[Saved data entries]
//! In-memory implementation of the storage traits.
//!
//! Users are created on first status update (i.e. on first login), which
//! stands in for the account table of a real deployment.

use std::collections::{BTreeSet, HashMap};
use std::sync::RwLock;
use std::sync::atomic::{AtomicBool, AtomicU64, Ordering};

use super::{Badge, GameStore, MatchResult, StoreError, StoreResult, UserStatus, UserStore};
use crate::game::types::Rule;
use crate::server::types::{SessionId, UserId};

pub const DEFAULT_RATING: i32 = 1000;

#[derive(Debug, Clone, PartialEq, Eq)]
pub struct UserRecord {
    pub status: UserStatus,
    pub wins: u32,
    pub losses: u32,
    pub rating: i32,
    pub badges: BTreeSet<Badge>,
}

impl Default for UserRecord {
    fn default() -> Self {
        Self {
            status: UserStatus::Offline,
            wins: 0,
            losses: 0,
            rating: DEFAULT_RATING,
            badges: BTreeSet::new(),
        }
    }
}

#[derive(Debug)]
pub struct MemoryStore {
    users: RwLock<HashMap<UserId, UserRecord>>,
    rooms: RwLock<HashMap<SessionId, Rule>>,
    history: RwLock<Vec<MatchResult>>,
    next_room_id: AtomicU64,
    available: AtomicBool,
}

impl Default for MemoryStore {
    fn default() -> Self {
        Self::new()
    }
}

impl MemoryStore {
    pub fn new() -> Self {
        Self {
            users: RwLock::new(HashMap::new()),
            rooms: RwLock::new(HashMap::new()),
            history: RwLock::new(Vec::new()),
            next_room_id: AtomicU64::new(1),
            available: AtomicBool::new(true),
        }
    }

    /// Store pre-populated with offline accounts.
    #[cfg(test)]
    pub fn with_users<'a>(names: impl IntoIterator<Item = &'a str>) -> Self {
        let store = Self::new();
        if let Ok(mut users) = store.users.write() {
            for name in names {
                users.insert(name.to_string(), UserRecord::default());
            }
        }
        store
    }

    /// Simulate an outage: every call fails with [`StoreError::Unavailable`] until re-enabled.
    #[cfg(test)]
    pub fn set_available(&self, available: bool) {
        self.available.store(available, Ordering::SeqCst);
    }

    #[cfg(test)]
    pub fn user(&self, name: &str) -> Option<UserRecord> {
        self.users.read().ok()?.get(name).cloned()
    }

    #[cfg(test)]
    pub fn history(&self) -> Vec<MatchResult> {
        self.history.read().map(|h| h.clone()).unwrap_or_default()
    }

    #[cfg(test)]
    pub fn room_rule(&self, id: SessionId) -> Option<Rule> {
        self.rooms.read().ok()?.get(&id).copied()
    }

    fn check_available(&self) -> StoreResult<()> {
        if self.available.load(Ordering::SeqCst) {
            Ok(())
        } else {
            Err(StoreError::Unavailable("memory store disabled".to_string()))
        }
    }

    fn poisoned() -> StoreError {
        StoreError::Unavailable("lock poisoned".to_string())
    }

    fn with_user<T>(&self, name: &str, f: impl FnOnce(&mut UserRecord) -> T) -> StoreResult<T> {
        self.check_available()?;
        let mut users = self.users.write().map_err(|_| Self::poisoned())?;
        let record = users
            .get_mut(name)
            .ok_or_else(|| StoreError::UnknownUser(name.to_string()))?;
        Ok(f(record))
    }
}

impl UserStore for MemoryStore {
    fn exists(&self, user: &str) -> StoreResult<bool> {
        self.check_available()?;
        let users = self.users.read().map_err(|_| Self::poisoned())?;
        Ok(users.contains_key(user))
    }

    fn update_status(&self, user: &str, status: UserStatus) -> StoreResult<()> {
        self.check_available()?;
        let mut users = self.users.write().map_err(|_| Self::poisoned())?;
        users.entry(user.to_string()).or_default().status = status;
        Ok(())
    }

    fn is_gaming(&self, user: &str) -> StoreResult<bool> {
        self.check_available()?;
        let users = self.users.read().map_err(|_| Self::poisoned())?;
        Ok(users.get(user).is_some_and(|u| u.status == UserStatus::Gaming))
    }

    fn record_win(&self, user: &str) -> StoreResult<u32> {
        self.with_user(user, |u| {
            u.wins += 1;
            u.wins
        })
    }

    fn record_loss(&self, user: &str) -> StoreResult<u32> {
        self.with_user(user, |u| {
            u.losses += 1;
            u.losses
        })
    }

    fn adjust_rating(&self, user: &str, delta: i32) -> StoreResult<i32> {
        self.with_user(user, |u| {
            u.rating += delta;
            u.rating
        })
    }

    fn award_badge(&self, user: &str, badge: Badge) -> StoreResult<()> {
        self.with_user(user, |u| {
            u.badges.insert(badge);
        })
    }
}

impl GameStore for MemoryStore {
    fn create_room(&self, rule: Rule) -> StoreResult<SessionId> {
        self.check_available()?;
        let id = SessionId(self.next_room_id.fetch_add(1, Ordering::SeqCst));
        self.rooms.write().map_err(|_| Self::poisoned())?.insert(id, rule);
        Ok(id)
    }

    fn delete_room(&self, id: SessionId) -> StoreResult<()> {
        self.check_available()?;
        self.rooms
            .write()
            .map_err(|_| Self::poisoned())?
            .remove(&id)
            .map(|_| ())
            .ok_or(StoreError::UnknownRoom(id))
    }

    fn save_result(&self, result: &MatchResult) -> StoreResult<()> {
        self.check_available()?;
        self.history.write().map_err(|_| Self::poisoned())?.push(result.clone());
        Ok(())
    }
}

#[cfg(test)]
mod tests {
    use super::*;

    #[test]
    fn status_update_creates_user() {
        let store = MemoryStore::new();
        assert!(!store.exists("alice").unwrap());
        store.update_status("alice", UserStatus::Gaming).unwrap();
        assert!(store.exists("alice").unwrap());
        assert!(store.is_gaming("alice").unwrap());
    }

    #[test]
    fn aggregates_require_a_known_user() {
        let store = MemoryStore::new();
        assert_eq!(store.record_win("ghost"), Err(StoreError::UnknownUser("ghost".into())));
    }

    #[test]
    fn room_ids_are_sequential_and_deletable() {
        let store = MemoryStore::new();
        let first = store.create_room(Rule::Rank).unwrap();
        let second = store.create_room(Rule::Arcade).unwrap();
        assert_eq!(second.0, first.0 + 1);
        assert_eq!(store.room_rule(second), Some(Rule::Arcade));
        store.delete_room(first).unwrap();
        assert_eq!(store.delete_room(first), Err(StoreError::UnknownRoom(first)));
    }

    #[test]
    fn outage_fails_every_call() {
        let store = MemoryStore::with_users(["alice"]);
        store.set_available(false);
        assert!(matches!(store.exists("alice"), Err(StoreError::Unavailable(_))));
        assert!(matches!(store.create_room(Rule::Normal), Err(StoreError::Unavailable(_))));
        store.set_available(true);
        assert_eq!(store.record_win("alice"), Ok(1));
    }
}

=== WHAT TO WORK ON ===
Write down all of the records again, word for word.

=== RESPONSE ===
//! In-memory implementation of the storage traits.
//!
//! Users are created on first status update (i.e. on first login), which
//! stands in for the account table of a real deployment.

use std::collections::{BTreeSet, HashMap};
use std::sync::RwLock;
use std::sync::atomic::{AtomicBool, AtomicU64, Ordering};

use super::{Badge, GameStore, MatchResult, StoreError, StoreResult, UserStatus, UserStore};
use crate::game::types::Rule;
use crate::server::types::{SessionId, UserId};

pub const DEFAULT_RATING: i32 = 1000;

#[derive(Debug, Clone, PartialEq, Eq)]
pub struct UserRecord {
    pub status: UserStatus,
    pub wins: u32,
    pub losses: u32,
    pub rating: i32,
    pub badges: BTreeSet<Badge>,
}

impl Default for UserRecord {
    fn default() -> Self {
        Self {
            status: UserStatus::Offline,
            wins: 0,
            losses: 0,
            rating: DEFAULT_RATING,
            badges: BTreeSet::new(),
        }
    }
}

#[derive(Debug)]
pub struct MemoryStore {
    users: RwLock<HashMap<UserId, UserRecord>>,
    rooms: RwLock<HashMap<SessionId, Rule>>,
    history: RwLock<Vec<MatchResult>>,
    next_room_id: AtomicU64,
    available: AtomicBool,
}

impl Default for MemoryStore {
    fn default() -> Self {
        Self::new()
    }
}

impl MemoryStore {
    pub fn new() -> Self {
        Self {
            users: RwLock::new(HashMap::new()),
            rooms: RwLock::new(HashMap::new()),
            history: RwLock::new(Vec::new()),
            next_room_id: AtomicU64::new(1),
            available: AtomicBool::new(true),
        }
    }

    /// Store pre-populated with offline accounts.
    #[cfg(test)]
    pub fn with_users<'a>(names: impl IntoIterator<Item = &'a str>) -> Self {
        let store = Self::new();
        if let Ok(mut users) = store.users.write() {
            for name in names {
                users.insert(name.to_string(), UserRecord::default());
            }
        }
        store
    }

    /// Simulate an outage: every call fails with [`StoreError::Unavailable`] until re-enabled.
    #[cfg(test)]
    pub fn set_available(&self, available: bool) {
        self.available.store(available, Ordering::SeqCst);
    }

    #[cfg(test)]
    pub fn user(&self, name: &str) -> Option<UserRecord> {
        self.users.read().ok()?.get(name).cloned()
    }

    #[cfg(test)]
    pub fn history(&self) -> Vec<MatchResult> {
        self.history.read().map(|h| h.clone()).unwrap_or_default()
    }

    #[cfg(test)]
    pub fn room_rule(&self, id: SessionId) -> Option<Rule> {
        self.rooms.read().ok()?.get(&id).copied()
    }

    fn check_available(&self) -> StoreResult<()> {
        if self.available.load(Ordering::SeqCst) {
            Ok(())
        } else {
            Err(StoreError::Unavailable("memory store disabled".to_string()))
        }
    }

    fn poisoned() -> StoreError {
        StoreError::Unavailable("lock poisoned".to_string())
    }

    fn with_user<T>(&self, name: &str, f: impl FnOnce(&mut UserRecord) -> T) -> StoreResult<T> {
        self.check_available()?;
        let mut users = self.users.write().map_err(|_| Self::poisoned())?;
        let record = users
            .get_mut(name)
            .ok_or_else(|| StoreError::UnknownUser(name.to_string()))?;
        Ok(f(record))
    }
}

impl UserStore for MemoryStore {
    fn exists(&self, user: &str) -> StoreResult<bool> {
        self.check_available()?;
        let users = self.users.read().map_err(|_| Self::poisoned())?;
        Ok(users.contains_key(user))
    }

    fn update_status(&self, user: &str, status: UserStatus) -> StoreResult<()> {
        self.check_available()?;
        let mut users = self.users.write().map_err(|_| Self::poisoned())?;
        users.entry(user.to_string()).or_default().status = status;
        Ok(())
    }

    fn is_gaming(&self, user: &str) -> StoreResult<bool> {
        self.check_available()?;
        let users = self.users.read().map_err(|_| Self::poisoned())?;
        Ok(users.get(user).is_some_and(|u| u.status == UserStatus::Gaming))
    }

    fn record_win(&self, user: &str) -> StoreResult<u32> {
        self.with_user(user, |u| {
            u.wins += 1;
            u.wins
        })
    }

    fn record_loss(&self, user: &str) -> StoreResult<u32> {
        self.with_user(user, |u| {
            u.losses += 1;
            u.losses
        })
    }

    fn adjust_rating(&self, user: &str, delta: i32) -> StoreResult<i32> {
        self.with_user(user, |u| {
            u.rating += delta;
            u.rating
        })
    }

    fn award_badge(&self, user: &str, badge: Badge) -> StoreResult<()> {
        self.with_user(user, |u| {
            u.badges.insert(badge);
        })
    }
}

impl GameStore for MemoryStore {
    fn create_room(&self, rule: Rule) -> StoreResult<SessionId> {
        self.check_available()?;
        let id = SessionId(self.next_room_id.fetch_add(1, Ordering::SeqCst));
        self.rooms.write().map_err(|_| Self::poisoned())?.insert(id, rule);
        Ok(id)
    }

    fn delete_room(&self, id: SessionId) -> StoreResult<()> {
        self.check_available()?;
        self.rooms
            .write()
            .map_err(|_| Self::poisoned())?
            .remove(&id)
            .map(|_| ())
            .ok_or(StoreError::UnknownRoom(id))
    }

    fn save_result(&self, result: &MatchResult) -> StoreResult<()> {
        self.check_available()?;
        self.history.write().map_err(|_| Self::poisoned())?.push(result.clone());
        Ok(())
    }
}

#[cfg(test)]
mod tests {
    use super::*;

    #[test]
    fn status_update_creates_user() {
        let store = MemoryStore::new();
        assert!(!store.exists("alice").unwrap());
        store.update_status("alice", UserStatus::Gaming).unwrap();
        assert!(store.exists("alice").unwrap());
        assert!(store.is_gaming("alice").unwrap());
    }

    #[test]
    fn aggregates_require_a_known_user() {
        let store = MemoryStore::new();
        assert_eq!(store.record_win("ghost"), Err(StoreError::UnknownUser("ghost".into())));
    }

    #[test]
    fn room_ids_are_sequential_and_deletable() {
        let store = MemoryStore::new();
        let first = store.create_room(Rule::Rank).unwrap();
        let second = store.create_room(Rule::Arcade).unwrap();
        assert_eq!(second.0, first.0 + 1);
        assert_eq!(store.room_rule(second), Some(Rule::Arcade));
        store.delete_room(first).unwrap();
        assert_eq!(store.delete_room(first), Err(StoreError::UnknownRoom(first)));
    }

    #[test]
    fn outage_fails_every_call() {
        let store = MemoryStore::with_users(["alice"]);
        store.set_available(false);
        assert!(matches!(store.exists("alice"), Err(StoreError::Unavailable(_))));
        assert!(matches!(store.create_room(Rule::Normal), Err(StoreError::Unavailable(_))));
        store.set_available(true);
        assert_eq!(store.record_win("alice"), Ok(1));
    }
}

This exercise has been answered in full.